An open letter on regrets, advice from a 23 year old

An open letter on regrets, advice from a 23 year old

23 yo op-edAnonymously submitted, Opinion Piece

Take advantage of free exercise classes. “Lifetime Fitness” classes teach sports and activities for you to carry through life long after there are no more free classes available to you. Try yoga! It really is harder than you think.

Do not heat pot brownies in a microwave. First of all, ever – you’re ruining them. Second of all, in your dorm room. You do not have enough Febreeze to clear the air of your entire dorm and honey, you’ll need it.

Support your school teams. Sober or maybe not so sober. HIGHlight: when watching even the slowest pace sports, every play is a potential game winning play.

Read at least one book, go to one play, and/or see one art show a year. I promise Netflix and HBOGO are not the end all be all of entertainment. Try a drag show, attend the First Friday Art March, or check out live jazz downtown.

Learn how to cook a few meals. Yes that means finally using your stove or oven. Start with pasta. 4 minutes in boiling water, salt, and olive oil, drain, & pour a jar of Alfredo sauce on it. Ta-da! You little chef you!

Iron your shirts.  No, we don’t expect you to iron your jeans, but for Heaven’s sake, iron your shirts.

If you need money, get your own. Get a job. You’re too busy studying? There are some work study jobs where you can sit and study while doing minimal work.

You do need healthcare. Even if you don’t, you do. Just pay for it.

Be a kid once in a while. Laser tag and rollerblading are sometimes just as fun as a weekend on the town. Just because it is Friday or Saturday does not obligate you to go downtown.

Get to know your history. Call and spend time with your parents. Talk with your grandparents about their time in their early twenties. A little family connection can give you insight into your own life, believe it or not.

Goodwill is cool. Thrift stores are cool. Flea markets are awesome – And there are puppies there you can pet.

Rinse your dishes. Wash your dishes, but definitely rinse your dishes. It saves you time and you are less likely to be dealing with a science experiment in your kitchen sink.

Don’t stay in bed all day. Naps are welcome and necessary, but don’t waste your day in bed. Make friends, live life, and don’t isolate yourself from society… all of the time. Some of the time, okay, we get it.

Don’t skip class like you’re not paying for the class. The same semester you’re sleeping and texting through is $3,166 IF you are an in-state student. If you are taking 4 classes, you are wasting $792 per class when you skip out on learning. YOU WOULDN’T BE THROWING THAT MONEY AWAY IF IT WAS IN THE FORM OF TACOS AND MARGARITAS!

Read, underline, and take notes. The Armstrong bookstore allows you to write or highlight 1/3 of the book, so you have no excuse not to be taking notes and preparing for that quiz.

Happy hour. El Potro 2-10 and Jalapenos 5-7 Monday through Friday. You’re welcome.

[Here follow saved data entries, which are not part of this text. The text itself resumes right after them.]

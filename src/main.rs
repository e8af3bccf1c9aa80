use anyhow::Result;
use chrono::Utc;
use clap::Parser;
use std::time::Duration;
use tokio_util::sync::CancellationToken;
use umbrella_services::{
    preview_location, Notifier, SubscriberDirectory, SubscriptionError, SubscriptionStatus,
    TickReport, UpsertOutcome,
};
use umbrella_weather::{local_now, next_local_eight_am, resolve_timezone, LocationQuery};

mod app;
mod cli;

use crate::app::App;
use crate::cli::{Args, Command};

#[tokio::main]
async fn main() -> Result<()> {
    let args = Args::parse();
    umbrella_core::init()?;

    // Pure timezone arithmetic; no config or database needed.
    if let Command::NextRun { offset } = args.command {
        print_next_run(offset);
        return Ok(());
    }

    let app = App::new()?;

    match args.command {
        Command::Serve => serve(&app).await,
        Command::CheckNow => {
            let report = app.evaluator()?.broadcast_now().await;
            print_report(&report);
            Ok(())
        }
        Command::Subscribe {
            email,
            city,
            zipcode,
            country,
        } => {
            let service = app.subscriptions()?;
            let receipt = service
                .subscribe(&email, &city, zipcode.as_deref(), Some(country.as_str()))
                .await
                .map_err(explain)?;
            match receipt.outcome {
                UpsertOutcome::Created => {
                    println!("Subscribed {} to alerts for {}", email, receipt.location_label)
                }
                UpsertOutcome::Updated => println!(
                    "Updated {}: now receiving alerts for {}",
                    email, receipt.location_label
                ),
            }
            if !receipt.welcome_sent {
                println!("Welcome email was not sent (check EMAIL_ADDRESS / EMAIL_PASSWORD)");
            }
            Ok(())
        }
        Command::Unsubscribe { email } => {
            let service = app.subscriptions()?;
            service.unsubscribe(&email).map_err(explain)?;
            println!("{} will no longer receive weather alerts", email);
            Ok(())
        }
        Command::Status { email } => {
            let service = app.subscriptions()?;
            match service.status(&email).map_err(explain)? {
                SubscriptionStatus::Active { location_label } => {
                    println!("{} is subscribed to alerts for {}", email, location_label)
                }
                SubscriptionStatus::Inactive { location_label } => println!(
                    "{} was subscribed to {} but is currently inactive",
                    email, location_label
                ),
                SubscriptionStatus::NotFound => println!("{} is not subscribed", email),
            }
            Ok(())
        }
        Command::List => list(&app),
        Command::Preview {
            city,
            zipcode,
            country,
        } => {
            let query = LocationQuery::new(&city, zipcode.as_deref(), Some(country.as_str()));
            let provider = app.provider()?;
            let now = Utc::now();
            let (analysis, tz) =
                preview_location(provider.as_ref(), &query, now, &app.config().alerts).await?;

            println!("Location:     {}", analysis.location_label);
            println!("Timezone:     {} (local {})", tz, local_now(tz, now).format("%Y-%m-%d %H:%M"));
            println!("Current:      {:.1}°F", analysis.current_temperature_f);
            println!(
                "Daily high:   {:.1}°F{}",
                analysis.daily_high_f,
                if analysis.daily_high_is_fallback { " (estimated)" } else { "" }
            );
            println!("Condition:    {}", analysis.condition_description);
            if analysis.alerts.is_empty() {
                println!("Alerts:       none");
            } else {
                for alert in &analysis.alerts {
                    println!("Alert:        {}", alert);
                }
            }
            Ok(())
        }
        Command::TestEmail { to } => {
            app.notifier()?.send_test(&to).await?;
            println!("Test email sent to {}", to);
            Ok(())
        }
        Command::NextRun { .. } => Ok(()),
    }
}

/// Run the evaluator until Ctrl+C. Missing credentials are fatal here.
async fn serve(app: &App) -> Result<()> {
    let evaluator = app.evaluator()?;
    let tick = Duration::from_secs(app.config().scheduler.tick_seconds);
    let cancel = CancellationToken::new();

    tokio::spawn({
        let cancel = cancel.clone();
        async move {
            if let Err(e) = tokio::signal::ctrl_c().await {
                tracing::error!("Failed to listen for Ctrl+C: {}", e);
            }
            tracing::info!("Shutdown requested");
            cancel.cancel();
        }
    });

    evaluator.run(tick, cancel).await;
    Ok(())
}

fn list(app: &App) -> Result<()> {
    let subscribers = app.directory().list_active()?;
    if subscribers.is_empty() {
        println!("No active subscribers");
        return Ok(());
    }

    println!("{} active subscriber(s)", subscribers.len());
    for s in subscribers {
        let last = s
            .last_notified_at
            .map(|at| at.format("%Y-%m-%d %H:%M UTC").to_string())
            .unwrap_or_else(|| "never".to_string());
        println!(
            "  {:<32} {:<28} since {}  last alert {}",
            s.email,
            s.location_query().label(),
            s.subscribed_at.format("%Y-%m-%d"),
            last
        );
    }
    Ok(())
}

fn print_next_run(offset: i32) {
    let now = Utc::now();
    let tz = resolve_timezone(offset);
    println!("Offset {}s resolves to {}", offset, tz);
    println!("Local time now: {}", local_now(tz, now).format("%Y-%m-%d %H:%M:%S %Z"));
    println!(
        "Next 8:00 AM:   {}",
        next_local_eight_am(tz, now).format("%Y-%m-%d %H:%M %Z")
    );
}

fn print_report(report: &TickReport) {
    println!(
        "Checked {} subscriber(s): {} notified, {} without alerts, {} failed",
        report.evaluated, report.notified, report.no_alerts, report.failed
    );
}

fn explain(e: SubscriptionError) -> anyhow::Error {
    anyhow::anyhow!("{} ({})", e.user_message(), e)
}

Dress to impress.  Not all of the time, but as often as you can! You are in your prime, flaunt it. Don’t waste it walking to class in pajamas every day. Or active wear… I am so guilty.

Save phone numbers. Not that you should screen texts, but if you’re into that sort of thing, you can’t happily ignore someone if you are too curious, dying to ask “who is this?”

Silence your phone. People need time to miss you, so set your phone aside and connect to the world.

Keep dates. Get a planner and actually use it. Grab a few colored pens and color-coordinate your class assignments, work schedule, and social events. Don’t be the person who RSVPs “yes” and becomes a “no” because you didn’t make the time.

Get tested. Use condoms and dental dams. Ladies, keep track of your periods. Ladies and gents, get tested and have them get tested and yes, even see their paperwork.

Get involved. No you don’t have to be frat, but getting involved with a club or an organization will keep you out of trouble, give you cool experiences, and introduce you to new people.

Check your bank account regularly. Finding out you have $2.18 left in your checking when you’re already at the register is simply irresponsible and embarrassing.

Do not get blackout drunk. Fuzzy memories can be fun, but no memory is plain scary.

Get a routine. Write a schedule. Have goals. Graduate.